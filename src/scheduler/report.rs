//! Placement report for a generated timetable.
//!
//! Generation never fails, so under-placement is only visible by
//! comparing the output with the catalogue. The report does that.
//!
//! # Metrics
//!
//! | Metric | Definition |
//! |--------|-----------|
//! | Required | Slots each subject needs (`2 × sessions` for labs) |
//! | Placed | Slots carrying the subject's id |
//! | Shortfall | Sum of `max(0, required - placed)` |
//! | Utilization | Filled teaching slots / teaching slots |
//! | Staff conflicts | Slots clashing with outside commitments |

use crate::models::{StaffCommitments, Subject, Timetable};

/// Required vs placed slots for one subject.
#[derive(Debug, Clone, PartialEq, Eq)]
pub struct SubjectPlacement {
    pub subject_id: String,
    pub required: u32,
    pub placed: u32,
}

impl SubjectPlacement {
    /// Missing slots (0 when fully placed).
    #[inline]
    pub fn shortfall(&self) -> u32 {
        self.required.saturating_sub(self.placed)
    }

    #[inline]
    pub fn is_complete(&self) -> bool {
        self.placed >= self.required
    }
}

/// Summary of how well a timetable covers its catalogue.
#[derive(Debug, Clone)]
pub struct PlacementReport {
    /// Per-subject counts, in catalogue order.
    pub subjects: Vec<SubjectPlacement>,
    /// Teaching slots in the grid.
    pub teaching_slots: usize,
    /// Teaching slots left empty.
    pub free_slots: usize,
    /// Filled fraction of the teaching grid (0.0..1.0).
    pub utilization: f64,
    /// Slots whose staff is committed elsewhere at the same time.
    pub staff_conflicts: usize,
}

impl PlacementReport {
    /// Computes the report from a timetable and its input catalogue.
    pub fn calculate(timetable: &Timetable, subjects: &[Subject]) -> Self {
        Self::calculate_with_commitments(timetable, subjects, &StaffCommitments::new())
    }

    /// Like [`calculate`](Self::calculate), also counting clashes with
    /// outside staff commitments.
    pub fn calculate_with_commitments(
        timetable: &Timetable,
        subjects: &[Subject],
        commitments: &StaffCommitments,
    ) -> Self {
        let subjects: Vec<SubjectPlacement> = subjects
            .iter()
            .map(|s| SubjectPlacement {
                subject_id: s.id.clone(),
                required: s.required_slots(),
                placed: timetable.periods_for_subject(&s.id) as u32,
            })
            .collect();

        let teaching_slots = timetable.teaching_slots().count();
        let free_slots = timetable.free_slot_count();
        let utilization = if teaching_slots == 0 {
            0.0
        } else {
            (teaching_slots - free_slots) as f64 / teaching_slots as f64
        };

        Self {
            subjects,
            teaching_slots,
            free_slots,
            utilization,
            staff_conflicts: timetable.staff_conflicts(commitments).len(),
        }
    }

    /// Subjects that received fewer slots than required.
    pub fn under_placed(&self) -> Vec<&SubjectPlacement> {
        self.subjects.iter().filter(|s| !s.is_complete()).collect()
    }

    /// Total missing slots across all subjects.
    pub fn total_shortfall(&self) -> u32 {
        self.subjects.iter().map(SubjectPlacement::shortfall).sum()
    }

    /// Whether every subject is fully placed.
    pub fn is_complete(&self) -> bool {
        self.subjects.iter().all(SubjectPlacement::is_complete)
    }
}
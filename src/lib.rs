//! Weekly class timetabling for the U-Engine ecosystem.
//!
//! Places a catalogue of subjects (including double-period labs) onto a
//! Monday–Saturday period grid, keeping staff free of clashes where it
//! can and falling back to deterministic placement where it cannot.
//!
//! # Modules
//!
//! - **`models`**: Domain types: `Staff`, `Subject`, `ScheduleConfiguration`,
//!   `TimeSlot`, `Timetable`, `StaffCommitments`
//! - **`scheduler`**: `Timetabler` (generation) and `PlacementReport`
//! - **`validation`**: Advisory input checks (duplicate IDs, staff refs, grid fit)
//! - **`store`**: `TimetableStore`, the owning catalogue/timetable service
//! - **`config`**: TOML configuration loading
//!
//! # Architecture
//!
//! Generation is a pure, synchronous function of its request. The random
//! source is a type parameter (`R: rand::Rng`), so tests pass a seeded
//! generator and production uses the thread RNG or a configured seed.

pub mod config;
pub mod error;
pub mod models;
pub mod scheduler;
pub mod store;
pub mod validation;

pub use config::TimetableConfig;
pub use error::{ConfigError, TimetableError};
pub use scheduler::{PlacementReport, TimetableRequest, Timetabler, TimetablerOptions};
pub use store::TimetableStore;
★ ★ ★ ★ ★
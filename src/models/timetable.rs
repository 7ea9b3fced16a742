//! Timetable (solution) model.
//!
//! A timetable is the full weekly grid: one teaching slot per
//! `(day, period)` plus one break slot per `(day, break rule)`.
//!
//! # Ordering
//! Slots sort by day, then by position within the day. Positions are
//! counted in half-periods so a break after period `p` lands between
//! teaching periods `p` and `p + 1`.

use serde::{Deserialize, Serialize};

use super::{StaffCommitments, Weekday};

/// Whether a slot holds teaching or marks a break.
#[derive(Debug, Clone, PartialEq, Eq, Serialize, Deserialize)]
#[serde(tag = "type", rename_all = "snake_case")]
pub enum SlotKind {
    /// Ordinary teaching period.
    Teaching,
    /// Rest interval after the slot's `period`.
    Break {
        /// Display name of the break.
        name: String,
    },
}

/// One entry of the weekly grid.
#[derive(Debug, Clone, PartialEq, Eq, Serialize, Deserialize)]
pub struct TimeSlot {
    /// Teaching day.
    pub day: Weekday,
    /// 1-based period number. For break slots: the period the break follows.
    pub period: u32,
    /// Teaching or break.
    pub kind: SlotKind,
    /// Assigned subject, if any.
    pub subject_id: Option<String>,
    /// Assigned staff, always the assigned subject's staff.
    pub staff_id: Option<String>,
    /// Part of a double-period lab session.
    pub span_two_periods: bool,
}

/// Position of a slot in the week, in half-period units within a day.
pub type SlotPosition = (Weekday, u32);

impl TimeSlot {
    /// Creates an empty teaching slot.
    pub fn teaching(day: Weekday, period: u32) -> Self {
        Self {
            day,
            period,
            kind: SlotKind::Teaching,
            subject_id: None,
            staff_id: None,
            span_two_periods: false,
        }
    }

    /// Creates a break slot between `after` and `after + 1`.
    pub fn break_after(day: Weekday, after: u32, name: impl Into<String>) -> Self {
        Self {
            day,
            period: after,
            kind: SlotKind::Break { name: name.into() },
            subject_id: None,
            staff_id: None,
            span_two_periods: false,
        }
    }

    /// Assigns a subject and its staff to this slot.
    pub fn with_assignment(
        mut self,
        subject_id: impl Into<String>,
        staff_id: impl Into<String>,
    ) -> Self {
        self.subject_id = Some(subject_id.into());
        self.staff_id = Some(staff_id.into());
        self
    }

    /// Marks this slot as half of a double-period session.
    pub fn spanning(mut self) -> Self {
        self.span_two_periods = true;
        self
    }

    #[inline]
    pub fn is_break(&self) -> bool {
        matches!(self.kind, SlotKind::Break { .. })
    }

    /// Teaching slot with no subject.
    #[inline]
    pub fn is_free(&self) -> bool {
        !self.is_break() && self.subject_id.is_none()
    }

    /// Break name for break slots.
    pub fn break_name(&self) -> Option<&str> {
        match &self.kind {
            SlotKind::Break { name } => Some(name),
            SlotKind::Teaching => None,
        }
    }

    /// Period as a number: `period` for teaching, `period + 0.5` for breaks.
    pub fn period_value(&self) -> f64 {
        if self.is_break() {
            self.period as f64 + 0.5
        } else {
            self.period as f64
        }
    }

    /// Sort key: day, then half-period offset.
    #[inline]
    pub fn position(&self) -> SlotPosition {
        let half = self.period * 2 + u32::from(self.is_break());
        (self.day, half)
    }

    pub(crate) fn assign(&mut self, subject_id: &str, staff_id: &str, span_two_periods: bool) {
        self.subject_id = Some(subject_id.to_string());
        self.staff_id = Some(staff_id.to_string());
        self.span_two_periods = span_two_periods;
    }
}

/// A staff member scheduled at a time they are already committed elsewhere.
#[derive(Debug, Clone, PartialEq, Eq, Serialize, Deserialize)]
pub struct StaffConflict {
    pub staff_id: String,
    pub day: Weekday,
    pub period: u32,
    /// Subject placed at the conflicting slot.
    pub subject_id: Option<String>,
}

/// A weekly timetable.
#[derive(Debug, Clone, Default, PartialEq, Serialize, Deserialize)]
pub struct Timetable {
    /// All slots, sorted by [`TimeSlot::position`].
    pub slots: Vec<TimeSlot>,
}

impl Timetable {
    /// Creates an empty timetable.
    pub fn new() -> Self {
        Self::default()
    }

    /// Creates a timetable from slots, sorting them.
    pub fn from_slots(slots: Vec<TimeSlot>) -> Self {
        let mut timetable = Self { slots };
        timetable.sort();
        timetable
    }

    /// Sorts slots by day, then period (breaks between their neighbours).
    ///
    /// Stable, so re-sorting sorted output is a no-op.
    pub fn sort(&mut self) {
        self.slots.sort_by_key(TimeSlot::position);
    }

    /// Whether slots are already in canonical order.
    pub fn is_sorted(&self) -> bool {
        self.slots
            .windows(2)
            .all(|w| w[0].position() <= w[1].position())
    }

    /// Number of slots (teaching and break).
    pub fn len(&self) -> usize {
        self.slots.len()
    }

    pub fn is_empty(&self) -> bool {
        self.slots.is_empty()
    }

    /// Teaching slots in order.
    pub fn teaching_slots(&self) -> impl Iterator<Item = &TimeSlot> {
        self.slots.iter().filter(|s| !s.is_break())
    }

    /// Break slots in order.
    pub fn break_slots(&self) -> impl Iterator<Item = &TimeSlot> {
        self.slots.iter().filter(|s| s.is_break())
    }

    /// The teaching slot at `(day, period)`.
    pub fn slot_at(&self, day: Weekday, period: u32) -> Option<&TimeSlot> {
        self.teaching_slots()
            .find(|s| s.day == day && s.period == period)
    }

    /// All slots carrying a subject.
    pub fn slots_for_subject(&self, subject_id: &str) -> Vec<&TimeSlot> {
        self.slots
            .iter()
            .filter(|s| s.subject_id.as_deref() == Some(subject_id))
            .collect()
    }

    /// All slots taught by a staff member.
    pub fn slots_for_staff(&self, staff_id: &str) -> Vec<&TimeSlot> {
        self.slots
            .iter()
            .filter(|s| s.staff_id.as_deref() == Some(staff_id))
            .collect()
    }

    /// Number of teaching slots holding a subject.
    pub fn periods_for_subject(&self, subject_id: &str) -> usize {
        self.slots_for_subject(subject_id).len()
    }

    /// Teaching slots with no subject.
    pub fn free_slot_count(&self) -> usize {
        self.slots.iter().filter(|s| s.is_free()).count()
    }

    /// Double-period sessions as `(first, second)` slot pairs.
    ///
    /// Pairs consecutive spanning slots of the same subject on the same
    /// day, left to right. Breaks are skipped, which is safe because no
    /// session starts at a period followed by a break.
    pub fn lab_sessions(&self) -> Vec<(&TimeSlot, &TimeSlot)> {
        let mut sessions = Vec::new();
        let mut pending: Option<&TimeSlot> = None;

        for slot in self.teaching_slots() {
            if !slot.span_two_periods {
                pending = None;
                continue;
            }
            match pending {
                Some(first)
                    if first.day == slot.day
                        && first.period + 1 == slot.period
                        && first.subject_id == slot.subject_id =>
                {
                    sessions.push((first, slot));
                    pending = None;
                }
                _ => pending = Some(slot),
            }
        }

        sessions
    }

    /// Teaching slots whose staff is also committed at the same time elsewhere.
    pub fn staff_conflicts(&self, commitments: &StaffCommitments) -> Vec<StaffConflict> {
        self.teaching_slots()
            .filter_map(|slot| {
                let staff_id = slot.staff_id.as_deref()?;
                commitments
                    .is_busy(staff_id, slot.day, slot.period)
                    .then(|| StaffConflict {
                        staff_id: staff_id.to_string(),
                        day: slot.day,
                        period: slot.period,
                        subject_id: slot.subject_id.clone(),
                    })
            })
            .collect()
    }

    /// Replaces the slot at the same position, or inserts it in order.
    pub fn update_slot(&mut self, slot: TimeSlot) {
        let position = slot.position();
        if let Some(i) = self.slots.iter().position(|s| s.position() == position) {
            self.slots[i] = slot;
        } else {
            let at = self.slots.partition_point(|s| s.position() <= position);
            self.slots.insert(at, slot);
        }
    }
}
★ ★ ★ ★ ★
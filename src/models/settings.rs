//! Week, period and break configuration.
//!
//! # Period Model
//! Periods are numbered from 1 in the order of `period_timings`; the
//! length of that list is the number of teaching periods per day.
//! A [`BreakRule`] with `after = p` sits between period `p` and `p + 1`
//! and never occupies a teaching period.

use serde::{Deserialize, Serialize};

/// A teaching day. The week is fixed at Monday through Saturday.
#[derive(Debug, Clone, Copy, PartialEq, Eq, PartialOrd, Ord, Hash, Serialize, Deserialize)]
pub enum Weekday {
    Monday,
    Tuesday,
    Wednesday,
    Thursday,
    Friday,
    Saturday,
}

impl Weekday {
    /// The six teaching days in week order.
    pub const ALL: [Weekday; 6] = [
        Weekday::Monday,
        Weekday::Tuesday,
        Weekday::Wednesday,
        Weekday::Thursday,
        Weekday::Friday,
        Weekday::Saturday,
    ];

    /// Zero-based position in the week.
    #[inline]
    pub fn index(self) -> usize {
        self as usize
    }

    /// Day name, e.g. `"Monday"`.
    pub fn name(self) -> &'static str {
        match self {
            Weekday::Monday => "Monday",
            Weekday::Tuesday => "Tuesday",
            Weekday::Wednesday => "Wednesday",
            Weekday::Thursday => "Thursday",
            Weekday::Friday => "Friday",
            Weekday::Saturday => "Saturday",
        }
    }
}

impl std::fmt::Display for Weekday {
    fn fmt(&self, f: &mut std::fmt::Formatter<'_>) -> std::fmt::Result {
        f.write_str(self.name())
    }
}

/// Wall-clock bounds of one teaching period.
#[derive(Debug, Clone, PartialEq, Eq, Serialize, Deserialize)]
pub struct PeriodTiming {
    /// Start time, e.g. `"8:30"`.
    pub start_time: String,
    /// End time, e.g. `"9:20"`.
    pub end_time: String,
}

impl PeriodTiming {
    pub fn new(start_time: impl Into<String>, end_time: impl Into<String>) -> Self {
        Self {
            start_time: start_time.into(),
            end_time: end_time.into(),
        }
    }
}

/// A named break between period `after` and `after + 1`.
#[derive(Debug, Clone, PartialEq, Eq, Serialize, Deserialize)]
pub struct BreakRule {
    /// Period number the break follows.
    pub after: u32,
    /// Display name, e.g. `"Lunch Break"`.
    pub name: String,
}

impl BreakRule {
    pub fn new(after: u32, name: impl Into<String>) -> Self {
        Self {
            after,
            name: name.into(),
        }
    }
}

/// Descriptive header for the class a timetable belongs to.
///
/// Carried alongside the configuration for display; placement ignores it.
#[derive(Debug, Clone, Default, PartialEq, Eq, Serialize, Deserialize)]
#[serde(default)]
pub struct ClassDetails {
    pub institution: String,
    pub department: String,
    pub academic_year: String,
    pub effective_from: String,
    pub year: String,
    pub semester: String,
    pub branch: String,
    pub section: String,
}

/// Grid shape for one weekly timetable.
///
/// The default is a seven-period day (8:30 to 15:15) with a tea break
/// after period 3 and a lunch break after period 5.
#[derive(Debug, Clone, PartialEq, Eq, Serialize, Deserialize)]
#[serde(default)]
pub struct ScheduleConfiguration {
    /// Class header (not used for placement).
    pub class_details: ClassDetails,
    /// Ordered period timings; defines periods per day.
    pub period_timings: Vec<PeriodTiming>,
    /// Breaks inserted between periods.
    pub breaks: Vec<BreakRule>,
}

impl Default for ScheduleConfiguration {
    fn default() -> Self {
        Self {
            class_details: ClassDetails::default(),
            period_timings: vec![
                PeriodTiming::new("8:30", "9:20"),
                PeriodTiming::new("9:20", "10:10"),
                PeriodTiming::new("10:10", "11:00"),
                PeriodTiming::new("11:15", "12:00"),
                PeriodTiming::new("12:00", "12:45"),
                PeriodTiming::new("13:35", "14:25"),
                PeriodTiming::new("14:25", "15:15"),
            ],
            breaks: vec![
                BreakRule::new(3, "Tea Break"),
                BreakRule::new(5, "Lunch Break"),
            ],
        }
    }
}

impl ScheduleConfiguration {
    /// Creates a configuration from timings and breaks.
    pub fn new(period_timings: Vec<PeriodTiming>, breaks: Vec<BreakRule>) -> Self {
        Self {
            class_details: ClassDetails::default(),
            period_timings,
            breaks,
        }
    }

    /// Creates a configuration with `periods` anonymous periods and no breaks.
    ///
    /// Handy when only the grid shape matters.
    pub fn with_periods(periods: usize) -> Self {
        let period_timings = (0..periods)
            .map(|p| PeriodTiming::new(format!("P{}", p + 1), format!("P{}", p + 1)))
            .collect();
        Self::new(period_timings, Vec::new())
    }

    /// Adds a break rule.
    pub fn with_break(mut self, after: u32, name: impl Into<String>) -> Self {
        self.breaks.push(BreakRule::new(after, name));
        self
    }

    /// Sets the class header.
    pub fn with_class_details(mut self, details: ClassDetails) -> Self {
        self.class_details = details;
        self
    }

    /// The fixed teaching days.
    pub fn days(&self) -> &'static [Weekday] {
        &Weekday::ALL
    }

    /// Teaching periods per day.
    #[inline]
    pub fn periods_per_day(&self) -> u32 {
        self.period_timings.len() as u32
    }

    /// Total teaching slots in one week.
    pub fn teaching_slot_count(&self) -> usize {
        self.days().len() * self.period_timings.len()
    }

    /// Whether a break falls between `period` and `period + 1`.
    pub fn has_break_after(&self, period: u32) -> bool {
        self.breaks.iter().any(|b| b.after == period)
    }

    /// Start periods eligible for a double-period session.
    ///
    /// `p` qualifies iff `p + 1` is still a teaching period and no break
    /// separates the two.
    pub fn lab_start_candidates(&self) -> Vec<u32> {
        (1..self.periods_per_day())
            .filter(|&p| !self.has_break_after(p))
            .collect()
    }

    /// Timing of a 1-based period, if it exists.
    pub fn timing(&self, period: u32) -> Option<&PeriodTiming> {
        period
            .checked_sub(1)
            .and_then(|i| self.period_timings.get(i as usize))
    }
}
★ ★ ★ ★ ★
» WORK ITEM
Going back to the entries above, set down exactly the lines that begin at the one with "filename src/scheduler/report.rs" and end at the one with "in the grid.", both included, and nothing else.

» REPLY
filename src/scheduler/report.rs
//! Placement report for a generated timetable.
//!
//! Generation never fails, so under-placement is only visible by
//! comparing the output with the catalogue. The report does that.
//!
//! # Metrics
//!
//! | Metric | Definition |
//! |--------|-----------|
//! | Required | Slots each subject needs (`2 × sessions` for labs) |
//! | Placed | Slots carrying the subject's id |
//! | Shortfall | Sum of `max(0, required - placed)` |
//! | Utilization | Filled teaching slots / teaching slots |
//! | Staff conflicts | Slots clashing with outside commitments |

use crate::models::{StaffCommitments, Subject, Timetable};

/// Required vs placed slots for one subject.
#[derive(Debug, Clone, PartialEq, Eq)]
pub struct SubjectPlacement {
    pub subject_id: String,
    pub required: u32,
    pub placed: u32,
}

impl SubjectPlacement {
    /// Missing slots (0 when fully placed).
    #[inline]
    pub fn shortfall(&self) -> u32 {
        self.required.saturating_sub(self.placed)
    }

    #[inline]
    pub fn is_complete(&self) -> bool {
        self.placed >= self.required
    }
}

/// Summary of how well a timetable covers its catalogue.
#[derive(Debug, Clone)]
pub struct PlacementReport {
    /// Per-subject counts, in catalogue order.
    pub subjects: Vec<SubjectPlacement>,
    /// Teaching slots in the grid.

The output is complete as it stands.